I am, admittedly, less empathetic to this objection. There have been more than a handful of times in the past few months where someone has brought some form of this objection to me as a sort of incontrovertible proof that the CEB is an inferior translation. Without fail, when I’ve opened up to the Hebrew or Greek, it has been almost immediately obvious why the translation team made the decision that they did. To be clear, it doesn’t mean I always agree with their translation choice, but it does mean that I don’t get to immediately dismiss out-of-hand their translation. I have to wrestle with why they made the choice they did. Next time you come across a translation in the CEB that you don’t like, instead of immediately saying, “Ah, this is another reason this is a bad translation!” I’d challenge you to do the following:

  1. Ask why you don’t like that phrasing. Is it simply because it is different from what you’re used to? If so, rather than seeing it as a threat, ask how it might be inviting you to ask a new question or see something in a new way in a text you know really well. Sometimes we can become so familiar with something that we think we really understand it, but we’re missing something crucial.
  2. Compare it with other translations (not just the one you like!). I think a tremendously helpful practice for Bible study is reading a passage in several translations and seeing where significant variances in phrasing or word choice come up. Those are often key components to understanding the passage. Rather than assuming the translators have once again “screwed up a perfectly good translation,” try to begin by giving them the benefit of the doubt. Why might they have made that choice? Most likely, they’re not trying to deconstruct everything you believe about God and the Bible (though a little deconstruction is good for all of us, from time to time!); more likely they are trying to provide clarity to a verse that is perhaps confusing or often misunderstood. A few translations worth looking at for side-by-side comparison: NRSV, NIV, ESV, JPS and NASB.[1]

Concluding Thoughts

I personally don’t have one go to, preferred translation that I stand by or champion. I haven’t for a long time. While I certainly had a few translations that I would not have wanted us to adopt, I really felt the decision should finally be up to Session (with some guidance from myself as well as the insights of our “clergy collegium”). There are things that I don’t like about the CEB, just as there are things I don’t like about the NIV and NRSV and every other translation. I have, nevertheless, found the CEB to be helpful in my study and engagement with scripture. The fact is, oftentimes five words are needed to translate one word, but the teams have to make a choice. They have to choose one word. I’m not a champion of any one translation of the Bible, but I am a champion of thoughtful engagement with scripture, and simply dismissing a translation because “I don’t like it” or “It’s not what I’m used to” doesn’t exactly fit under the umbrella of thoughtful engagement. Above all, I want us to not lose sight of the fact that we come to scripture to be formed and transformed by it. I am resolute in my belief that the Holy Spirit can and does speak through many translations, provided that translation was done faithfully, prayerfully, and humbly. My prayer for us as a church is that even if we don’t like a particular translation, we will be staunch in our refusal to let that be a stumbling block or distraction that prevents us from coming to the Word of God and being transformed and renewed by it.

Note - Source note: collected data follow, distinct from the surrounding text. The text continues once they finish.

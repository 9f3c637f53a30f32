//! The structured, newline-terminated wire message and its typed parameters.
use std::collections::BTreeMap;
use std::fmt;

use crate::error::{Error, Result};

/// Current value written by [`Message::add_version_parameter`] and checked
/// by [`Message::check_version_parameter`].
pub const MESSAGE_VERSION: i64 = 1;

/// Parameter name carrying the permanent-connection cache directive.
pub const PARAM_CACHE: &str = "cache";
/// Parameter name carrying the datagram shared-secret token.
pub const PARAM_SECRET_CODE: &str = "secret_code";
/// Parameter name carrying a datagram reply address.
pub const PARAM_REPLY_TO: &str = "reply_to";
/// Parameter name carrying the wire-compatibility version.
pub const PARAM_MESSAGE_VERSION: &str = "message_version";

/// A structured command message: a command name, optional routing labels,
/// and a bag of typed parameters.
///
/// Values live on the wire as percent-escaped strings; typed accessors
/// parse on read rather than storing a second representation.
#[derive(Debug, Clone, PartialEq, Eq)]
pub struct Message {
    command: String,
    sent_from_server: Option<String>,
    sent_from_service: Option<String>,
    server: Option<String>,
    service: Option<String>,
    parameters: BTreeMap<String, String>,
}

[1] What about the King James Version?! I think the KJV may be unparalleled in the beauty of its language, and I read it for that reason. It has a lot of problems as a translation, however. That is nothing against its translators, but more of an observation that when it was translated over 400 years ago, they did not have nearly the same volume or quality of ancient manuscripts available to us today (chief among them, the Dead Sea Scrolls, discovered in the 1940s).

Appendix: Clergy Collegium Insights

If this blog post is an addendum to my letter, then this is an appendix to the addendum (or is it an addendum to the appendix?). Anyway, I thought I would include some of the comments from our guild of retired pastors that came in when we were soliciting their opinions on translation. I won’t identify which one said which in case they’d like their thoughts to remain anonymous (though they are welcome to claim their own comments!):

“[Y]our timing is amazing… I was sputtering ‘I hate translation!!!!! (Insert stronger words if necessary)” … sat down and read your email. I was working on my sermon for next week… and totally frustrated with the translations… CONCLUSION: I think the church pew bibles should be in Hebrew and Greek. Which version?… The reality is that the vast majority of those that actually use their Bibles like in Bible studies will continue with their present translation and put up with the differences. Also, many of us are using sites like don’t really care which version.”

I’ve been leaning on the Common English Bible for most of my personal Bible study, mainly because I enjoy how it surprises me by its English word choices in translation. The JPS has become a delightful supplement for OT studies, though.

In these times, I think adult Christians should be challenged to think critically and to be humbled by the breadth and ambiguity in Scripture. Reformed, or not.

I agree… Put the Hebrew and Greek in the pews, too!!

“I like the CEB best of those… It is much clearer and less strained than the NRSV.

Even though I studied with Dr. Everett Harrison who translated Thessalonians in NIV, I think the NIV did the unthinkable in my opinion when it translated Ecclesiastes ‘vanity of vanities’ as ‘meaningless’ rather than ‘temporary’ or ‘fleeting.” That has always bothered me.”


Posted by Tyler Kirkpatrick | 12/10/2019

“The people walking in darkness have a seen a great light… A child is born to us, a son is given…” -Isaiah 9:2, 6

Karl Rahner once said this about Advent: “Every year we roll up all our needs and yearnings and faithful expectation into one word: ‘Come!’”

I got a head start on my sermon prep this week because our choir already sang the text into my soul on Sunday with their gorgeous rendition of Isaiah 9 from Handel’s Messiah (if you missed it, you can listen to it here beginning at the 23:31 mark). As I’ve begun preliminary work on this birth annunciation text in Isaiah, I’ve been thinking about the particular poignancy Advent has for Brittany and me this year. We eagerly and excitedly and nervously wait for the birth of our son in January. We’re in the final stages of “preparing the way” and “making room,” completing last minute projects in our nursery and home. We’ve paid attention to the “signs and wonders”: a growing belly, morning sickness, ultrasounds and the stories of other parents who have gone before. We wait in faithful and joyous expectation. Come!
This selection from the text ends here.